TCGAbiolinks
TCGAbiolinks copied to clipboard
GDCquery with no access to Gene Level Copy Number Scores
Hi!,
3 weeks ago I downloaded some copy number data using the following code:
STAD<-GDCquery(project = "TCGA-STAD", data.category = "Copy number variation", data.type = "Gene Level Copy Number Scores")
Now, I'm trying tor repeat the analysis and suddenly it complains now about the data category. Any thoughts?
--------------------------------------
o GDCquery: Searching in GDC database
--------------------------------------
Genome of reference: hg38
Error in checkDataCategoriesInput(project, data.category, legacy) :
Please set a valid data.category argument from the column data_category above. We could not validade the data.category for project TCGA-STAD
Hi,
Yes, GDC removed Gene Level Copy Number Scores
data from the website. We only have the following data types now.
![Screen Shot 2022-04-19 at 11 52 44 AM](https://user-images.githubusercontent.com/145529/164045011-2eb56286-5e6e-4798-b690-a89637a8545a.png)
You can find more info in GDC documentation: https://docs.gdc.cancer.gov/Data/Bioinformatics_Pipelines/CNV_Pipeline/ https://docs.gdc.cancer.gov/Data/Bioinformatics_Pipelines/DNA_Seq_Variant_Calling_Pipeline/#whole-genome-sequencing-variant-calling
Thanks, In the same issue, when I do
query4<-GDCquery(project = "TCGA-UCEC", data.category = "Copy Number Variation")
getResults(query4)
I still see among data types the following "Gene Level Copy Number", but when I tried the GDCquery with that data type is not working either.
query5 <-GDCquery(project = "TCGA-STAD",data.category = "Copy Number Variation",data.type ="Gene Level Copy Number")
Is this datatype also removed? from the GDC documentation they have the gene level ASCAT values but again, I cant access them through GDCquery.
Error in checkDataTypeInput(legacy = legacy, data.type = data.type) :
Please set a data.type argument from the column harmonized.data.type above
Can you check you have the latest version from GitHub:
You can install with the following commands:
BiocManager::install("BioinformaticsFMRP/TCGAbiolinksGUI.data")

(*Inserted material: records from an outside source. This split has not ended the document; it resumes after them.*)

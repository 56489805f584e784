//! Handle-based graphics abstraction.
//!
//! Client code talks to [`RenderContext`] with opaque [`Handle`]s and the
//! portable values from [`caps`]; a backend (currently [`gl`]) owns every
//! native object and the table that maps handles onto them.

pub mod caps;
mod context;
mod error;
pub mod gl;
mod handle;

pub use context::RenderContext;
pub use error::{GfxError, Result};
pub use handle::{Handle, HandleError, HandleTable, ResourceKind};
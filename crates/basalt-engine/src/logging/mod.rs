//! Logging setup.
//!
//! The crate logs through the `log` facade; `init_logging` installs
//! `env_logger` as the backend for binaries and tests that want output.

mod init;

pub use init::{init_logging, LoggingConfig};
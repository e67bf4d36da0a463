//! Geometry primitives shared across front-ends.

use serde::{Deserialize, Serialize};

/// 2D vector / screen-space point (pixels).
#[derive(Debug, Clone, Copy, PartialEq, Default, Serialize, Deserialize)]
pub struct Vec2 {
    pub x: f32,
    pub y: f32,
}

impl Vec2 {
    pub const ZERO: Vec2 = Vec2 { x: 0.0, y: 0.0 };

    pub const fn new(x: f32, y: f32) -> Self {
        Self { x, y }
    }

    /// Euclidean distance to another point.
    pub fn distance(self, other: Vec2) -> f32 {
        (self.x - other.x).hypot(self.y - other.y)
    }

    /// Chebyshev (box) distance: max of per-axis absolute deltas.
    ///
    /// Dwell tolerance checks use this rather than Euclidean distance:
    /// each axis is tested independently against the tolerance.
    pub fn chebyshev(self, other: Vec2) -> f32 {
        (self.x - other.x).abs().max((self.y - other.y).abs())
    }
}

/// 3D vector for head-pose axes: x = horizontal angle, y = vertical angle,
/// z = roll/tilt in degrees.
#[derive(Debug, Clone, Copy, PartialEq, Default, Serialize, Deserialize)]
pub struct Vec3 {
    pub x: f32,
    pub y: f32,
    pub z: f32,
}

impl Vec3 {
    pub const ZERO: Vec3 = Vec3 {
        x: 0.0,
        y: 0.0,
        z: 0.0,
    };

    pub const fn new(x: f32, y: f32, z: f32) -> Self {
        Self { x, y, z }
    }

    /// Component on the named axis.
    pub fn axis(self, axis: Axis) -> f32 {
        match axis {
            Axis::X => self.x,
            Axis::Y => self.y,
            Axis::Z => self.z,
        }
    }
}

/// Pose axis selector.
#[derive(Debug, Clone, Copy, PartialEq, Eq, Hash, Serialize, Deserialize)]
pub enum Axis {
    X,
    Y,
    Z,
}

/// Axis-aligned rectangle (element bounding box).
#[derive(Debug, Clone, Copy, PartialEq, Default, Serialize, Deserialize)]
pub struct Rect {
    pub min: Vec2,
    pub max: Vec2,
}

impl Rect {
    pub fn new(min: Vec2, max: Vec2) -> Self {
        Self { min, max }
    }

    pub fn from_xywh(x: f32, y: f32, w: f32, h: f32) -> Self {
        Self {
            min: Vec2::new(x, y),
            max: Vec2::new(x + w, y + h),
        }
    }

    pub fn center(&self) -> Vec2 {
        Vec2::new(
            (self.min.x + self.max.x) / 2.0,
            (self.min.y + self.max.y) / 2.0,
        )
    }

    pub fn contains(&self, point: Vec2) -> bool {
        point.x >= self.min.x
            && point.x <= self.max.x
            && point.y >= self.min.y
            && point.y <= self.max.y
    }

    pub fn width(&self) -> f32 {
        self.max.x - self.min.x
    }

    pub fn height(&self) -> f32 {
        self.max.y - self.min.y
    }
}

BiocManager::install("BioinformaticsFMRP/TCGAbiolinks")
Restart R and run:
STAD <- GDCquery(
project = "TCGA-STAD",
data.category = "Copy Number Variation",
data.type = "Gene Level Copy Number"
)
GDCdownload(STAD,files.per.chunk = 50)
gene.level.copy.number <- GDCprepare(STAD)
Hi I am also facing the same issue:
query <- GDCquery(project = "TCGA-GBM",
data.category = "Copy Number Variation",
data.type = "Gene Level Copy Number",
access="open",
legacy = F)
GDCdownload(query)
cnv_data <- GDCprepare(query)
> cnv_data
class: RangedSummarizedExperiment
dim: 60623 542
metadata(1): data_release
assays(3): copy_number min_copy_number max_copy_number
rownames(60623): ENSG00000223972.5 ENSG00000227232.5 ...
ENSG00000182484.15_PAR_Y ENSG00000227159.8_PAR_Y
rowData names(2): gene_id gene_name
colnames(542): TCGA-12-0615-01A-01D-0310-01,TCGA-12-0615-10A-01D-0310-01
TCGA-14-1456-01B-01D-0784-01,TCGA-14-1456-10A-01D-0784-01 ...
TCGA-06-0133-01A-02D-0214-01,TCGA-06-0133-10A-01D-0214-01
TCGA-06-0140-01A-01D-0214-01,TCGA-06-0140-10A-01D-0214-01
colData names(108): barcode patient ...
paper_Telomere.length.estimate.in.blood.normal..Kb.
paper_Telomere.length.estimate.in.tumor..Kb.
How do I extract the copy_number information from this? I also cannot see the information on cytoband
- which was available before and is useful.
You should be able to access the information with the code below:
library(SummarizedExperiment)
info <- rowRanges(cnv_data)
copy_number <- SummarizedExperiment::assay(cnv_data,"copy_number")
min_copy_number <- SummarizedExperiment::assay(cnv_data,"min_copy_number")
max_copy_number <- SummarizedExperiment::assay(cnv_data,"max_copy_number")
You can also set summarizedExperiment = F
Thank you @tiagochst - any idea how to access cytoband info or should I get that from a separate resource like biomart?